What is the number of lines in the records that contain "window"? Give only that number.

**Data provided:**
<<<<
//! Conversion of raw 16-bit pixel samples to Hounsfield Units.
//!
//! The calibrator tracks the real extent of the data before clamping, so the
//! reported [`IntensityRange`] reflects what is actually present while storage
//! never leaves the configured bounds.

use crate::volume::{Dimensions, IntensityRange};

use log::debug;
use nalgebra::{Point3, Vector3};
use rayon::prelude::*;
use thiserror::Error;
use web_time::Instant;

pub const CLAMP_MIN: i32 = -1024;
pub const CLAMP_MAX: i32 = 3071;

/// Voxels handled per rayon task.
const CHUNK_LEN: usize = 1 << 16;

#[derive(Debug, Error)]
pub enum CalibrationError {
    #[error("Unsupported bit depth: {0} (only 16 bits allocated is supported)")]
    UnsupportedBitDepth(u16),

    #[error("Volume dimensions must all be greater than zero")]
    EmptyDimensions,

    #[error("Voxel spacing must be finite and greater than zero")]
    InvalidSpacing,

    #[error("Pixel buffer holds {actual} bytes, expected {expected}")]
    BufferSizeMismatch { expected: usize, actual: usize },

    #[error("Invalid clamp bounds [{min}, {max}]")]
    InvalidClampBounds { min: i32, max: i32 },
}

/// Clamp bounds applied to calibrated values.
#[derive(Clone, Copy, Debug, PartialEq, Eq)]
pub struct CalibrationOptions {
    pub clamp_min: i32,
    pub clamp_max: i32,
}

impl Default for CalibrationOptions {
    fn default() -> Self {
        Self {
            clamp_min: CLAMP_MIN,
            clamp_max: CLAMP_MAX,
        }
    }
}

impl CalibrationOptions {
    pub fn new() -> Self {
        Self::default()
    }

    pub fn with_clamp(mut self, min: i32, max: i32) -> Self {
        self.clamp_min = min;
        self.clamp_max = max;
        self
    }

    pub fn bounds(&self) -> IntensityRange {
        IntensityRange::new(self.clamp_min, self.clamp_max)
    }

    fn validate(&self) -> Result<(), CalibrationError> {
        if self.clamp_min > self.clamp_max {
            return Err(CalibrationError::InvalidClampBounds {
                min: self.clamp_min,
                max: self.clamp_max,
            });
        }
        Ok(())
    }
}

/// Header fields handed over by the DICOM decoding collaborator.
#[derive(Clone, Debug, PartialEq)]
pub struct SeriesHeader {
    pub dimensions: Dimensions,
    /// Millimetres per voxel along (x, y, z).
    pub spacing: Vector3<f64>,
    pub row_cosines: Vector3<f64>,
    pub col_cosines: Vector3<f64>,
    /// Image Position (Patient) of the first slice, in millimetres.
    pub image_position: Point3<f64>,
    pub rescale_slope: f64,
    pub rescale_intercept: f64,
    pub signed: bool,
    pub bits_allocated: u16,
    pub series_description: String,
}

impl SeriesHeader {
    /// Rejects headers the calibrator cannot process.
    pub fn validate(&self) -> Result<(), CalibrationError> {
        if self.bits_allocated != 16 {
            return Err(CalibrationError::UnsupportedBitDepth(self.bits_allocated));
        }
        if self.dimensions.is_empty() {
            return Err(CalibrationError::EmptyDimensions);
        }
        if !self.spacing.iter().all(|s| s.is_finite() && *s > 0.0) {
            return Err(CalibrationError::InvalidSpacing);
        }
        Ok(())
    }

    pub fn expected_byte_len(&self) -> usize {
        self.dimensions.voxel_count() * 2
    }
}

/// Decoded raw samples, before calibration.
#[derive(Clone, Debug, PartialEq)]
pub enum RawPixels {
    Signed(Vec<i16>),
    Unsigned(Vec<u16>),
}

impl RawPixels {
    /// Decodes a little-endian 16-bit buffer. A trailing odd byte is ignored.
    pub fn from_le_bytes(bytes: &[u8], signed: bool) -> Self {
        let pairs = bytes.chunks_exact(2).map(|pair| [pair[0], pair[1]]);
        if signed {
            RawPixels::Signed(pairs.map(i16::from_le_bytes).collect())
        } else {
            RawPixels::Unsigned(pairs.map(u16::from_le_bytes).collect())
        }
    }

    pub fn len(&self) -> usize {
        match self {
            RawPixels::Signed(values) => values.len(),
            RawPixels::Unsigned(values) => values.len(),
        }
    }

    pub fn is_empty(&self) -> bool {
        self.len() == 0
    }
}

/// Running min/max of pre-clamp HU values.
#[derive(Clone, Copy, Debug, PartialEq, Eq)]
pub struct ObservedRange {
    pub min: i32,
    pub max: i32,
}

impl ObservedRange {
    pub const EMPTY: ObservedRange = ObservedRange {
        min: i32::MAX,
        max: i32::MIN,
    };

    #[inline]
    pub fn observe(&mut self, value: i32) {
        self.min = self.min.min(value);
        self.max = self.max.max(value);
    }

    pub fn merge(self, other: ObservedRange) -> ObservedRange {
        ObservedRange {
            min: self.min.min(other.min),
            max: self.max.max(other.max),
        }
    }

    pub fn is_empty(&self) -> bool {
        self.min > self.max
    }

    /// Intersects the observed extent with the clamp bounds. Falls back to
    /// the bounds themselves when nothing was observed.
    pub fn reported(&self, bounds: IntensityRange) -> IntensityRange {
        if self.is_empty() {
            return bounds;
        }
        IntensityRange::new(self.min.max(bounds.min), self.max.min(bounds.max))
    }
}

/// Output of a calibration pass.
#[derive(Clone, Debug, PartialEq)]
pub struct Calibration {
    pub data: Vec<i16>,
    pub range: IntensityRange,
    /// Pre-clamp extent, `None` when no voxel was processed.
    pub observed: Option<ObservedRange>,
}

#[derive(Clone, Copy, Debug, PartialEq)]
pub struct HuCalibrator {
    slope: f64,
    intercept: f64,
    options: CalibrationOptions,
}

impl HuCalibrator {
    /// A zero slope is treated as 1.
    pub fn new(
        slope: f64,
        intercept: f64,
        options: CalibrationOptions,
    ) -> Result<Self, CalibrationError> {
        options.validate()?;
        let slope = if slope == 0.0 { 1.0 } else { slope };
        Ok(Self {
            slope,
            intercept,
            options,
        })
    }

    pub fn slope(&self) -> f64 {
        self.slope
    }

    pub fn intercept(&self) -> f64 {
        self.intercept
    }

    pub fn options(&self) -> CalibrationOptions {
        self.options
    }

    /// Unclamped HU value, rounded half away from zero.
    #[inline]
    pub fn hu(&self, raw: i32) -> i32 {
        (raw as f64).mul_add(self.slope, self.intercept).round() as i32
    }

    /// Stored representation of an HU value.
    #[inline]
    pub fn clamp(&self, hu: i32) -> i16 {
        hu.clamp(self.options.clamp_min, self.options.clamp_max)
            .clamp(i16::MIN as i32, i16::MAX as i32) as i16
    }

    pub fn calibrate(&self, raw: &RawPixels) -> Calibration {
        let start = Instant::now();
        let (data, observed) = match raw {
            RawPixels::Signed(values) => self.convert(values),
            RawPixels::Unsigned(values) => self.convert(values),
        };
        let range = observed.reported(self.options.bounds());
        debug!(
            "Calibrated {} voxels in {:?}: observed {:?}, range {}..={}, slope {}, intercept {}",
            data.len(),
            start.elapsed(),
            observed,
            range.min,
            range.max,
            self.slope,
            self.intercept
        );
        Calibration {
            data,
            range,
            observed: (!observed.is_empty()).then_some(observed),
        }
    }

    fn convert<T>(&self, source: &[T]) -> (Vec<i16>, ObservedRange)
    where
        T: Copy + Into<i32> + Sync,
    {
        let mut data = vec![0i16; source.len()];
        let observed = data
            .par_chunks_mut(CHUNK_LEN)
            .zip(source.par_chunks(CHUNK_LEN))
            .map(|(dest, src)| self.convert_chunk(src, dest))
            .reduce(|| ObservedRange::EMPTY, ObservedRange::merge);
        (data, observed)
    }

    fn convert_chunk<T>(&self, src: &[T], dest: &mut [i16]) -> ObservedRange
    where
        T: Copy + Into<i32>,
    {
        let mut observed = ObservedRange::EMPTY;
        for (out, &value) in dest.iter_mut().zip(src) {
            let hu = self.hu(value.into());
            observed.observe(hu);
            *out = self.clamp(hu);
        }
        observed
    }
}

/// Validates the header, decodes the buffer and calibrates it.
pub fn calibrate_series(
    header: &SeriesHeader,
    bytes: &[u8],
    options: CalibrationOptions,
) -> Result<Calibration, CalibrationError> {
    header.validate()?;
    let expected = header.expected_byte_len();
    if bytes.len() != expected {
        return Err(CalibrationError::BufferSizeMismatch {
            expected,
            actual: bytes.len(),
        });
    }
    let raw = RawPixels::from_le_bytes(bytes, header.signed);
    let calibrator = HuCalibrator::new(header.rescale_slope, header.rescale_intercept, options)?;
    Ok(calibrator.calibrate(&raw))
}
>>>>
<<<<
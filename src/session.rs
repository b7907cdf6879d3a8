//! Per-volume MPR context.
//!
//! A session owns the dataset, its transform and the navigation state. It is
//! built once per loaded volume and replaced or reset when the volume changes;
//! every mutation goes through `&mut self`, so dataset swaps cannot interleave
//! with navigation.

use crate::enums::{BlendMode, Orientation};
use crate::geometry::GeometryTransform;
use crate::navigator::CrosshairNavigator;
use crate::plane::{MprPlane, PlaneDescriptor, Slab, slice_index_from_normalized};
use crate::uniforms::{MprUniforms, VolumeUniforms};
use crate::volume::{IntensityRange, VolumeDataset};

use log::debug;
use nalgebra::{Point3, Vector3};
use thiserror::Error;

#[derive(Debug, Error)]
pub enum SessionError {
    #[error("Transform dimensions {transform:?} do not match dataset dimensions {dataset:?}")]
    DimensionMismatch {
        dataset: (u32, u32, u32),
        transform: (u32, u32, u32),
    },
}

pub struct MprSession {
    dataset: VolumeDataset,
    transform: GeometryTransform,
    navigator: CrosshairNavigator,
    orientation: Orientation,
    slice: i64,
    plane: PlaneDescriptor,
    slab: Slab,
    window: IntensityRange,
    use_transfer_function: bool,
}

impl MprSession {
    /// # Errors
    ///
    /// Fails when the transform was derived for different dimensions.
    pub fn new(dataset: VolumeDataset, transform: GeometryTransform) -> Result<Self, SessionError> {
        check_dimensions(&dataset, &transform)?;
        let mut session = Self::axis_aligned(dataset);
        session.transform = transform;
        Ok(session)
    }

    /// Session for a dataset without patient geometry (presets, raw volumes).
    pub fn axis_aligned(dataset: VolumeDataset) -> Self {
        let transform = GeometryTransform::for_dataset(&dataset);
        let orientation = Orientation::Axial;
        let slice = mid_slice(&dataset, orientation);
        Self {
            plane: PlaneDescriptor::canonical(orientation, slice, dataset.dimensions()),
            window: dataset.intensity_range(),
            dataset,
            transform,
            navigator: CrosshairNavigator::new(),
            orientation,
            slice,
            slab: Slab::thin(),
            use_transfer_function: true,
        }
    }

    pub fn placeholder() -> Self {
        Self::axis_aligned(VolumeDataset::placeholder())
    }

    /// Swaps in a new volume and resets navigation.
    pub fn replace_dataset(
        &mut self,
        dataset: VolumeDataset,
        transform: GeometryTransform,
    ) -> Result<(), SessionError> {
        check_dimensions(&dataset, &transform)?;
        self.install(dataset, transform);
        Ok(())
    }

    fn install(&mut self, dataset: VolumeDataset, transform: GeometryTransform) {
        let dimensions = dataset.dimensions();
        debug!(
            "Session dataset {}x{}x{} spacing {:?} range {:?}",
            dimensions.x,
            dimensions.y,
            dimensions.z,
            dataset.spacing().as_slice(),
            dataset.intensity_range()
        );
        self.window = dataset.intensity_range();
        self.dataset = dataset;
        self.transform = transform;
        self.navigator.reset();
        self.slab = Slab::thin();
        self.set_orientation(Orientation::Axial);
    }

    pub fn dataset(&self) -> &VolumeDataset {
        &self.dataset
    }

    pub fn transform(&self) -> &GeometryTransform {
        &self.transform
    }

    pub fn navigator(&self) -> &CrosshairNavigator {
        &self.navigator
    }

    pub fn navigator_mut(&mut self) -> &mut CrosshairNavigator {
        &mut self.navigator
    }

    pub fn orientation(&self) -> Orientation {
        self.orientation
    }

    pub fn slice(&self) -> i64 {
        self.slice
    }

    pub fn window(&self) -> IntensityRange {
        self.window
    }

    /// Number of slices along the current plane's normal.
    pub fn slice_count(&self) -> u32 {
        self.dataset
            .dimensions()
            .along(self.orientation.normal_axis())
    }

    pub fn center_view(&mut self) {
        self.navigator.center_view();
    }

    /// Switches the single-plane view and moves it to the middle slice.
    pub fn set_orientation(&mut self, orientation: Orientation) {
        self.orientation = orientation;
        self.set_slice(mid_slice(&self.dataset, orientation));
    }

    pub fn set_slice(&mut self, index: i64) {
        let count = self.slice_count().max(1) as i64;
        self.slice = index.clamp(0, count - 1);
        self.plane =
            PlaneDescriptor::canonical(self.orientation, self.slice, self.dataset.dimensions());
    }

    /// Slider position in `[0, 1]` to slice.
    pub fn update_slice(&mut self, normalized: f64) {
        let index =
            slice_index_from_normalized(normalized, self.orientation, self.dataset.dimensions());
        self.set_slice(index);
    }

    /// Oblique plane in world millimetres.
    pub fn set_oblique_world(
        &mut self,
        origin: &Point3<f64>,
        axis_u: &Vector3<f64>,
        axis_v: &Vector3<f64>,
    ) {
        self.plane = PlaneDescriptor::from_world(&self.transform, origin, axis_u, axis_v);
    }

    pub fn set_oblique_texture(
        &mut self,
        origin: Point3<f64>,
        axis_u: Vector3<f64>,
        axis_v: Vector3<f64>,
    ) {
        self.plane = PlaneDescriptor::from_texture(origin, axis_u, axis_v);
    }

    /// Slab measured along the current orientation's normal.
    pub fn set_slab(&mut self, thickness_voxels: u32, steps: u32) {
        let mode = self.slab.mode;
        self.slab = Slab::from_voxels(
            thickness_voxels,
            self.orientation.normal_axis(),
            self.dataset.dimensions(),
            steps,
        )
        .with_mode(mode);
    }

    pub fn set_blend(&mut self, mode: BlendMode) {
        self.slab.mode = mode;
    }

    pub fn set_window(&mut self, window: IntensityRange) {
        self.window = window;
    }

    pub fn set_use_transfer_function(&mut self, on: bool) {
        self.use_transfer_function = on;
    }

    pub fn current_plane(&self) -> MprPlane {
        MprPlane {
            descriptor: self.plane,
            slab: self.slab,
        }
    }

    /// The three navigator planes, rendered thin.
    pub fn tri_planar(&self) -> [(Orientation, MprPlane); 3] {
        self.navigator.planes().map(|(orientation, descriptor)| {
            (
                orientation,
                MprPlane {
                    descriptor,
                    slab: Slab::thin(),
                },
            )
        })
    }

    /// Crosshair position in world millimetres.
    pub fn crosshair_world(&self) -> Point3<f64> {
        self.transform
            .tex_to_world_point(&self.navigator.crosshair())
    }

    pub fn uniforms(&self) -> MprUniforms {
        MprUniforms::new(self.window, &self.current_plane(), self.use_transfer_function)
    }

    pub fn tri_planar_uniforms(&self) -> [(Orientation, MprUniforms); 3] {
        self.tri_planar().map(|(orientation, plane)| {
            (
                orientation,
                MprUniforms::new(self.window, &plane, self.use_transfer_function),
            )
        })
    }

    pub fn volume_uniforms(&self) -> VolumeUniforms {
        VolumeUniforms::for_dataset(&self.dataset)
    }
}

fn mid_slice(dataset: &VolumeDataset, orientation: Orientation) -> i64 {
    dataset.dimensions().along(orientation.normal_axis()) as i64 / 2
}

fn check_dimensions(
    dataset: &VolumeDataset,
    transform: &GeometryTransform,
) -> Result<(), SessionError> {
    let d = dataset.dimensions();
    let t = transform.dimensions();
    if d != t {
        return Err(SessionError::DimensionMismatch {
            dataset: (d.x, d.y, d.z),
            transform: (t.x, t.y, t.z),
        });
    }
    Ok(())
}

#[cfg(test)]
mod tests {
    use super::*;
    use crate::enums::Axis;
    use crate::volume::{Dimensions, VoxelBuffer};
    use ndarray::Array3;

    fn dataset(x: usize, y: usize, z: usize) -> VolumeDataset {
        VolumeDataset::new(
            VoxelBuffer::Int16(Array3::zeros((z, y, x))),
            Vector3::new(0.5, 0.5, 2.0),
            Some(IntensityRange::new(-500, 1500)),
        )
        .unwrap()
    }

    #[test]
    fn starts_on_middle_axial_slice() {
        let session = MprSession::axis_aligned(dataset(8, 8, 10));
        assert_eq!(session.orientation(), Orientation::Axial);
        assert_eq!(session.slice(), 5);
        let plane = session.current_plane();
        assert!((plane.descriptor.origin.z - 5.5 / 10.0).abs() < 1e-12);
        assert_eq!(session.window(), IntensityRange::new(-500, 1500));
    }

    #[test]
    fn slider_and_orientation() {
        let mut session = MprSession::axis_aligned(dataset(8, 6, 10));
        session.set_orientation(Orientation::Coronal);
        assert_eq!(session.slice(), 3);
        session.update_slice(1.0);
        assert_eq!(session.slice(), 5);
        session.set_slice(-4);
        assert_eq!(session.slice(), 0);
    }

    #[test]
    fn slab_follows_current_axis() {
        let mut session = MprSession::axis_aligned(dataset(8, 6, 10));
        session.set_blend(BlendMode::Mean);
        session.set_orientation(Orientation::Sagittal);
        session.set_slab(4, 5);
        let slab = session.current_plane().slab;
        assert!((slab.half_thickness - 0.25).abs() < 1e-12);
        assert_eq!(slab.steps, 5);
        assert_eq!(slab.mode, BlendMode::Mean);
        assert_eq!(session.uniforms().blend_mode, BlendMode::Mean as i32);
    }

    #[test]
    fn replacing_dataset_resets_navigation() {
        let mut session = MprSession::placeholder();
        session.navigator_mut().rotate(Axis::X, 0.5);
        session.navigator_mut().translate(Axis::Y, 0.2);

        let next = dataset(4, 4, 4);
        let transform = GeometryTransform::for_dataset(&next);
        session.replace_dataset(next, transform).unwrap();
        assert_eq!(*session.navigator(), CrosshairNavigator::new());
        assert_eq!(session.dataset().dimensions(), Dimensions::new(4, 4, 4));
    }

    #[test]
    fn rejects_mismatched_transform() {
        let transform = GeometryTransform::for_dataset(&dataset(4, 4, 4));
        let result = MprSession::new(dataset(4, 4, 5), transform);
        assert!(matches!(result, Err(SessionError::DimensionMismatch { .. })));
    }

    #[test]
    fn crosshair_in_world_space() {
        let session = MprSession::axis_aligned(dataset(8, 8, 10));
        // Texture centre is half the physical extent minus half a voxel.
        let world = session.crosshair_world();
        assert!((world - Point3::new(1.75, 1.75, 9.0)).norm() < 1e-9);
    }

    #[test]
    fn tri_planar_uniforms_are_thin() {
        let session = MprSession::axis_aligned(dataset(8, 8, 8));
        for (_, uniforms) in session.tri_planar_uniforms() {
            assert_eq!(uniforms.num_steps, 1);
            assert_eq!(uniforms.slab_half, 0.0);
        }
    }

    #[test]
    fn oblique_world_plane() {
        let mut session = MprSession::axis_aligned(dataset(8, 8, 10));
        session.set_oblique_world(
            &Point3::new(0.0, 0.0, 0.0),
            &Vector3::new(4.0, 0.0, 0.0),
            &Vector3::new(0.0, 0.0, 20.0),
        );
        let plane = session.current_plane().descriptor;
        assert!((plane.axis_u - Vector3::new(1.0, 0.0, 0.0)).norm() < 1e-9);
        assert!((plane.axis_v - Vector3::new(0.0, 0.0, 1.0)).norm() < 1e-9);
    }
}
>>>>
**Completed exercise:** 10